YOUR INSTRUCTIONS:
Pick the lines holding the string "columns" out of the records and copy them.

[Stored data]
mod crc32;
mod snowflake;
mod uuid;

pub use self::crc32::Crc32Dal;
pub use self::snowflake::SnowflakeDal;
pub use self::uuid::UuidDal;

/// builds the `(?, ?, ...), (?, ?, ...)` placeholder list for a multi-row insert
pub(crate) fn batch_placeholders(columns: usize, rows: usize) -> String {
    let group = format!("({})", vec!["?"; columns].join(", "));
    vec![group; rows].join(", ")
}

#[cfg(test)]
mod tests {
    use super::*;

    #[test]
    fn placeholders_for_a_single_row() {
        assert_eq!(batch_placeholders(4, 1), "(?, ?, ?, ?)");
    }

    #[test]
    fn placeholders_for_many_rows() {
        assert_eq!(batch_placeholders(2, 3), "(?, ?), (?, ?), (?, ?)");
    }
}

SOLVED EXERCISE:
pub(crate) fn batch_placeholders(columns: usize, rows: usize) -> String {
    let group = format!("({})", vec!["?"; columns].join(", "));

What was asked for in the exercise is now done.